- **WHAT YOU HAVE TO DO**: Please repeat the lines below, exactly and only, from the one that holds "filename patcher-core/src/lz77.rs" through the one that holds "if flags & (1".

- **EXERCISE MATERIALS**:
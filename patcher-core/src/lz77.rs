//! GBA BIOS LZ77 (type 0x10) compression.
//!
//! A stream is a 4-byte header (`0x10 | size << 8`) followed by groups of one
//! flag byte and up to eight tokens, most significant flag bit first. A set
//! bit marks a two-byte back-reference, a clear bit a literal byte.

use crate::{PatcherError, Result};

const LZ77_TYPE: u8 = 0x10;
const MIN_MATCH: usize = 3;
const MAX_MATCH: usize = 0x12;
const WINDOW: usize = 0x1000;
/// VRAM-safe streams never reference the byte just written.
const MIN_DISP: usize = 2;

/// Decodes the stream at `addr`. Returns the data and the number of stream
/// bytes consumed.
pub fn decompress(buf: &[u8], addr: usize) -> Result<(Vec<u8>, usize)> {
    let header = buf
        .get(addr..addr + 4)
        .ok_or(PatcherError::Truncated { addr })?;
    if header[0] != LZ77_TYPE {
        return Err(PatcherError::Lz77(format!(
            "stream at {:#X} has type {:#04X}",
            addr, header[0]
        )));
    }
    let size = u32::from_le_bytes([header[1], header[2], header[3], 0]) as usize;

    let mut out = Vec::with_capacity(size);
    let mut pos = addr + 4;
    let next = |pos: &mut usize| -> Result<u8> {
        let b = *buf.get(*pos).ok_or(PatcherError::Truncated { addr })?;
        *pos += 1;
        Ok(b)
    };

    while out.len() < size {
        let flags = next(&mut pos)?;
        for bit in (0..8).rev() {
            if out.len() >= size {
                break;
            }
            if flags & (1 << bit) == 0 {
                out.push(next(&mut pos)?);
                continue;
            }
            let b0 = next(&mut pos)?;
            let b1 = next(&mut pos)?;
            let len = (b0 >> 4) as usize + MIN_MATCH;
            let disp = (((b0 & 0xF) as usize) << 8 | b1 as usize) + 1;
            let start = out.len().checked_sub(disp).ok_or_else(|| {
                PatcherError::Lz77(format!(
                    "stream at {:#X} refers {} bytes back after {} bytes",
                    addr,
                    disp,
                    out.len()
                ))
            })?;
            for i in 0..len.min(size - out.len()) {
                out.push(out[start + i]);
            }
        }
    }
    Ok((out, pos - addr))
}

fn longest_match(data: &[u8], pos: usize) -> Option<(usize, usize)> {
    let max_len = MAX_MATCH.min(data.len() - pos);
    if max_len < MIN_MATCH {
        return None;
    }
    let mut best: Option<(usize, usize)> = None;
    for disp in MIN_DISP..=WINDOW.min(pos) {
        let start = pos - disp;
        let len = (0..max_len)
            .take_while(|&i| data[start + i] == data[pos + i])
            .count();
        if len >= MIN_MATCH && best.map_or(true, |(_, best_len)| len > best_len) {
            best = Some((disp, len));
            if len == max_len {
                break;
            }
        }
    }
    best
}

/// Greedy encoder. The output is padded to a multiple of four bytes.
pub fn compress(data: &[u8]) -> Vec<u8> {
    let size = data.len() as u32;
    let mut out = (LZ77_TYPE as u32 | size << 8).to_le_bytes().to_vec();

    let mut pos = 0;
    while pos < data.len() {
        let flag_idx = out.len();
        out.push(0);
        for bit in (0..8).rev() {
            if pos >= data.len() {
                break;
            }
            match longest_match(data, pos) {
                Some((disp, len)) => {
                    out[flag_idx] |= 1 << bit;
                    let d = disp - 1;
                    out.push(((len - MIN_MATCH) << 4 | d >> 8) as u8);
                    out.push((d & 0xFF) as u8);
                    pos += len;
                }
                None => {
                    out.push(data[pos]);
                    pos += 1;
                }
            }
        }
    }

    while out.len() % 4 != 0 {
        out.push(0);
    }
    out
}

==

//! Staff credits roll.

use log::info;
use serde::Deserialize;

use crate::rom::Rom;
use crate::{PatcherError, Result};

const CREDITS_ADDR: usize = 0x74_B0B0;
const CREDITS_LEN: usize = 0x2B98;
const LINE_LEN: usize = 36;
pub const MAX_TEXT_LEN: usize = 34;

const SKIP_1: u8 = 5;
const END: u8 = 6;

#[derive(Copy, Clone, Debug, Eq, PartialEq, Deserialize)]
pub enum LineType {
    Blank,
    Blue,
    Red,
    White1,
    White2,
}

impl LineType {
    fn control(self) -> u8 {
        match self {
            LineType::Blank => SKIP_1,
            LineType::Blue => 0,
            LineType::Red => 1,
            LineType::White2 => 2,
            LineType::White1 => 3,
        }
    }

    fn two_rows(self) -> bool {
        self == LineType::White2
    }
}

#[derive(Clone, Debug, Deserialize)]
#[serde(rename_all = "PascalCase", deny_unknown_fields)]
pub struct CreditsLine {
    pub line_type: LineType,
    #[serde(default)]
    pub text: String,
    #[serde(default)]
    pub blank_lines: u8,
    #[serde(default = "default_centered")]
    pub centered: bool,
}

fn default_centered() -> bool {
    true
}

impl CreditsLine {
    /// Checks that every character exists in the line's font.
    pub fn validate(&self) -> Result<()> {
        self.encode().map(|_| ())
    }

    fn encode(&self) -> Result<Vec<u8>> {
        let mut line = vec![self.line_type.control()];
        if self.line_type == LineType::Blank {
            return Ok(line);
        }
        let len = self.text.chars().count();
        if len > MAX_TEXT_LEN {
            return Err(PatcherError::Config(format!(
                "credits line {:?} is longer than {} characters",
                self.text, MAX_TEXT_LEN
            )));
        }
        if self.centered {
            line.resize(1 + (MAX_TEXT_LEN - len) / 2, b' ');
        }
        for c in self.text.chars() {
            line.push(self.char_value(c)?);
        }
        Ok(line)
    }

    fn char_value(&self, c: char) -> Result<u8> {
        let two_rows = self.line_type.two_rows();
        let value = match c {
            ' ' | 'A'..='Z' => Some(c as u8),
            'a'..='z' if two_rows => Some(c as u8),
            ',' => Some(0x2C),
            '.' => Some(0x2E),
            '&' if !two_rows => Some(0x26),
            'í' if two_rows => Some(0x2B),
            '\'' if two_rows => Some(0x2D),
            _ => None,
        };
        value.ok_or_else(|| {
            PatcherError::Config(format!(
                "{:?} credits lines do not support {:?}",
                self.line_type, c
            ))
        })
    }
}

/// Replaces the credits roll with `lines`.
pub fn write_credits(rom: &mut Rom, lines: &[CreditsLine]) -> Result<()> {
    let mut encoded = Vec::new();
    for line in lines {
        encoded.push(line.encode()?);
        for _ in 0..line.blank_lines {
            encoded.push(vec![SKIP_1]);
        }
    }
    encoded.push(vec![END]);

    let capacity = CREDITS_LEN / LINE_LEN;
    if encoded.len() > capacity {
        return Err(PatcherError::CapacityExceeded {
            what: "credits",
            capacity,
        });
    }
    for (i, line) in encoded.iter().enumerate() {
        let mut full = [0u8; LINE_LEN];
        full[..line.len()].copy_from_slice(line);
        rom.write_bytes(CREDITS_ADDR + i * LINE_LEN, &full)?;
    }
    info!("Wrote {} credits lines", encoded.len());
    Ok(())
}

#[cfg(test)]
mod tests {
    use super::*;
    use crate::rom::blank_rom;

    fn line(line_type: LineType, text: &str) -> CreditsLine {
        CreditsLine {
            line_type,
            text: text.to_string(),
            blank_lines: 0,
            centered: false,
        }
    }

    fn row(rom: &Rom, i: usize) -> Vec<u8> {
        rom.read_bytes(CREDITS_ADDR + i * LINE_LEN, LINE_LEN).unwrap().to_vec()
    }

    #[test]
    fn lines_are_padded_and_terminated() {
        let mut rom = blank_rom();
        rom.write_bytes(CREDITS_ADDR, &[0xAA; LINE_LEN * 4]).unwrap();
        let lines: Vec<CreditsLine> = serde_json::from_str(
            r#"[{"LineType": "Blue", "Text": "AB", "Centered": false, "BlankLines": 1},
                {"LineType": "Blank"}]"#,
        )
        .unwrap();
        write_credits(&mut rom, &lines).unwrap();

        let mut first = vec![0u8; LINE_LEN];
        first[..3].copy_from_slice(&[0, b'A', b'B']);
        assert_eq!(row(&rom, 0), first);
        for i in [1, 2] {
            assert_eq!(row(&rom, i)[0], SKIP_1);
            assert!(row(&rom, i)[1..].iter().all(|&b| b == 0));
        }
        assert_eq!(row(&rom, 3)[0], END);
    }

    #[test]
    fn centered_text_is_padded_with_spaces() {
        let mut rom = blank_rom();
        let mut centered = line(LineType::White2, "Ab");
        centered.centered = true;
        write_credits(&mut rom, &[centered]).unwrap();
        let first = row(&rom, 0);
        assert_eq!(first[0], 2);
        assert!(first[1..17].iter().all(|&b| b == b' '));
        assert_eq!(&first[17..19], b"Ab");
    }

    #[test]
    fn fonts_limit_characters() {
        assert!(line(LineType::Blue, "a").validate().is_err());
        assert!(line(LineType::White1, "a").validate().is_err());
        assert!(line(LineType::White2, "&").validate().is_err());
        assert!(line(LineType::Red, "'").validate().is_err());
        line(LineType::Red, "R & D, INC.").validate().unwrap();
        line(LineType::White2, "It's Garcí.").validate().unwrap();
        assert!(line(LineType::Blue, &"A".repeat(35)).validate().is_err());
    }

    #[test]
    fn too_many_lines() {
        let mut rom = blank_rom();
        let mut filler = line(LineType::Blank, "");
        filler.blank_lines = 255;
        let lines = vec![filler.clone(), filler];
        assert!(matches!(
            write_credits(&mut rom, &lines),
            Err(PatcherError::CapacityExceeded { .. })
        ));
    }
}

...

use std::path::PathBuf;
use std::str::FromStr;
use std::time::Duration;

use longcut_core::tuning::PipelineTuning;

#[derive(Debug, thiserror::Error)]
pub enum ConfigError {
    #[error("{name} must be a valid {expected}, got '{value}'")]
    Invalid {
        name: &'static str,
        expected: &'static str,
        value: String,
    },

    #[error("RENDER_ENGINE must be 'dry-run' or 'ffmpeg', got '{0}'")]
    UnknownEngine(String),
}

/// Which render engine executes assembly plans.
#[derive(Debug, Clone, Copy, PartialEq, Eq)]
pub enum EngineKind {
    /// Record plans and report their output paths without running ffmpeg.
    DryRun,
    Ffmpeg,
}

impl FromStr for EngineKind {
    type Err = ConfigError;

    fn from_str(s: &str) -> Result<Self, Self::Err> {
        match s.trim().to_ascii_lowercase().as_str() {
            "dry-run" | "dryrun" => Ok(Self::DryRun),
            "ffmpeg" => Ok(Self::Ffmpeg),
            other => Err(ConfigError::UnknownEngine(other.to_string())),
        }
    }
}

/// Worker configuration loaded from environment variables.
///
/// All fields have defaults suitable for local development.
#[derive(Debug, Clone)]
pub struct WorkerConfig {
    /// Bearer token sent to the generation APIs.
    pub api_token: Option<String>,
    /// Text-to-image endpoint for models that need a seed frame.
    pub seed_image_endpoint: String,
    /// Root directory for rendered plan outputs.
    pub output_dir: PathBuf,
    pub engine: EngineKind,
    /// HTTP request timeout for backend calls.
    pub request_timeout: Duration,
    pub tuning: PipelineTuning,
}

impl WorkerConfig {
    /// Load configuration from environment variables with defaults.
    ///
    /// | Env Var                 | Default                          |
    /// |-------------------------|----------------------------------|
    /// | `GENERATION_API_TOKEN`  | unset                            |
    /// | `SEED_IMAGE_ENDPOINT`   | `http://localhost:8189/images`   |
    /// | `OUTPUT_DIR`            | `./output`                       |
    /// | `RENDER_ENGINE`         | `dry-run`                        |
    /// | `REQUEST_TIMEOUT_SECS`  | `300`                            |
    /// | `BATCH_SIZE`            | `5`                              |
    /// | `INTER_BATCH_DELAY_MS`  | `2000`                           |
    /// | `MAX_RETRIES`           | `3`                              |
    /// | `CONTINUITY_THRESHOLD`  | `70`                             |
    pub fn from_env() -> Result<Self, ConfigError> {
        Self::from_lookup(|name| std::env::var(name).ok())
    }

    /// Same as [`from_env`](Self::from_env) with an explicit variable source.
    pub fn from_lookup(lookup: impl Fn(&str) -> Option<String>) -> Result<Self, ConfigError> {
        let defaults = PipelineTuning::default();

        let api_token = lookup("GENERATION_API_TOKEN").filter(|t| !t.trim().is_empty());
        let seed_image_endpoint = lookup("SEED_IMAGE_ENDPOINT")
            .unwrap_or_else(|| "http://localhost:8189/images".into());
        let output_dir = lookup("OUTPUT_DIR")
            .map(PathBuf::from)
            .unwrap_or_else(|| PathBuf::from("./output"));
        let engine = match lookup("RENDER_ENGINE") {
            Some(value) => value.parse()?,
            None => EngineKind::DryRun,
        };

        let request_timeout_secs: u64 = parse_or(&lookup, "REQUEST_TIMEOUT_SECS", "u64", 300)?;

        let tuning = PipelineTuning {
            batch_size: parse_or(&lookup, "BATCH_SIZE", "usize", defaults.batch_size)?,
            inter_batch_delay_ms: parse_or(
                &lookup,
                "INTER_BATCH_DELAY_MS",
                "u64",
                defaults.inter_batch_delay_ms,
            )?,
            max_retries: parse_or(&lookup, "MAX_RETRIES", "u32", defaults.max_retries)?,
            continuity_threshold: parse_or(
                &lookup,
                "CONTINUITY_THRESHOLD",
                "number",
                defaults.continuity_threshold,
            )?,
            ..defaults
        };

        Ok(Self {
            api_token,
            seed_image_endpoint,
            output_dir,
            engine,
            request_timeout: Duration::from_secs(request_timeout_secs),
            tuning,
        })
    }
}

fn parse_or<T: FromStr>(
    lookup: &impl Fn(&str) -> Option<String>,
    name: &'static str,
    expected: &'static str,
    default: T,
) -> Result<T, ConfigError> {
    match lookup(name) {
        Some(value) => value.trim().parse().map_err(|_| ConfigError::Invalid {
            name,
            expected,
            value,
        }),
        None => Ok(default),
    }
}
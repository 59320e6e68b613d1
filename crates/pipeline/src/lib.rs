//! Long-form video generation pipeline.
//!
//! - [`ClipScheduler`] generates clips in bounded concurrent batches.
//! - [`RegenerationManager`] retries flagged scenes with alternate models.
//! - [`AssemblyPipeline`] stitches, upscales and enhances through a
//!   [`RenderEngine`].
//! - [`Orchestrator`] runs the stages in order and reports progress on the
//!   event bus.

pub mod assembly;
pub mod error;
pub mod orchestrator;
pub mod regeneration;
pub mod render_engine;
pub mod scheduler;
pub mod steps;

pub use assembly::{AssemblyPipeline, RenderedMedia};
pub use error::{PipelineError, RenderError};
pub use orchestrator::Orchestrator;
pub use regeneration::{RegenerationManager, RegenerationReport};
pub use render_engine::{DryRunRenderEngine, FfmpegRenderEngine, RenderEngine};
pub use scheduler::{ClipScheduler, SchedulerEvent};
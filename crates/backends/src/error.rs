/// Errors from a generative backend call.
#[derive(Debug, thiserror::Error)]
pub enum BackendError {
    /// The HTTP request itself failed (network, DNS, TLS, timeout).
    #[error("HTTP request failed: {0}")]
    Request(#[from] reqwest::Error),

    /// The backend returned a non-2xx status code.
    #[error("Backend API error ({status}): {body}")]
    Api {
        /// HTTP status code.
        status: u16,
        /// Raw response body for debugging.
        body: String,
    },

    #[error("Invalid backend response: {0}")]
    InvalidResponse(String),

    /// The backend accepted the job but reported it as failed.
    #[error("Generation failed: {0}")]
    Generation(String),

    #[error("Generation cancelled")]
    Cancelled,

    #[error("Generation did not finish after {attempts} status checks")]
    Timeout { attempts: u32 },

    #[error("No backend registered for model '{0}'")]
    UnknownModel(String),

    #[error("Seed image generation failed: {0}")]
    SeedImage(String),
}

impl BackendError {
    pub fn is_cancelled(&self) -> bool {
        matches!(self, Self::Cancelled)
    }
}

- **RESPONSE**:
filename patcher-core/src/lz77.rs
//! GBA BIOS LZ77 (type 0x10) compression.
//!
//! A stream is a 4-byte header (`0x10 | size << 8`) followed by groups of one
//! flag byte and up to eight tokens, most significant flag bit first. A set
//! bit marks a two-byte back-reference, a clear bit a literal byte.

use crate::{PatcherError, Result};

const LZ77_TYPE: u8 = 0x10;
const MIN_MATCH: usize = 3;
const MAX_MATCH: usize = 0x12;
const WINDOW: usize = 0x1000;
/// VRAM-safe streams never reference the byte just written.
const MIN_DISP: usize = 2;

/// Decodes the stream at `addr`. Returns the data and the number of stream
/// bytes consumed.
pub fn decompress(buf: &[u8], addr: usize) -> Result<(Vec<u8>, usize)> {
    let header = buf
        .get(addr..addr + 4)
        .ok_or(PatcherError::Truncated { addr })?;
    if header[0] != LZ77_TYPE {
        return Err(PatcherError::Lz77(format!(
            "stream at {:#X} has type {:#04X}",
            addr, header[0]
        )));
    }
    let size = u32::from_le_bytes([header[1], header[2], header[3], 0]) as usize;

    let mut out = Vec::with_capacity(size);
    let mut pos = addr + 4;
    let next = |pos: &mut usize| -> Result<u8> {
        let b = *buf.get(*pos).ok_or(PatcherError::Truncated { addr })?;
        *pos += 1;
        Ok(b)
    };

    while out.len() < size {
        let flags = next(&mut pos)?;
        for bit in (0..8).rev() {
            if out.len() >= size {
                break;
            }
            if flags & (1 << bit) == 0 {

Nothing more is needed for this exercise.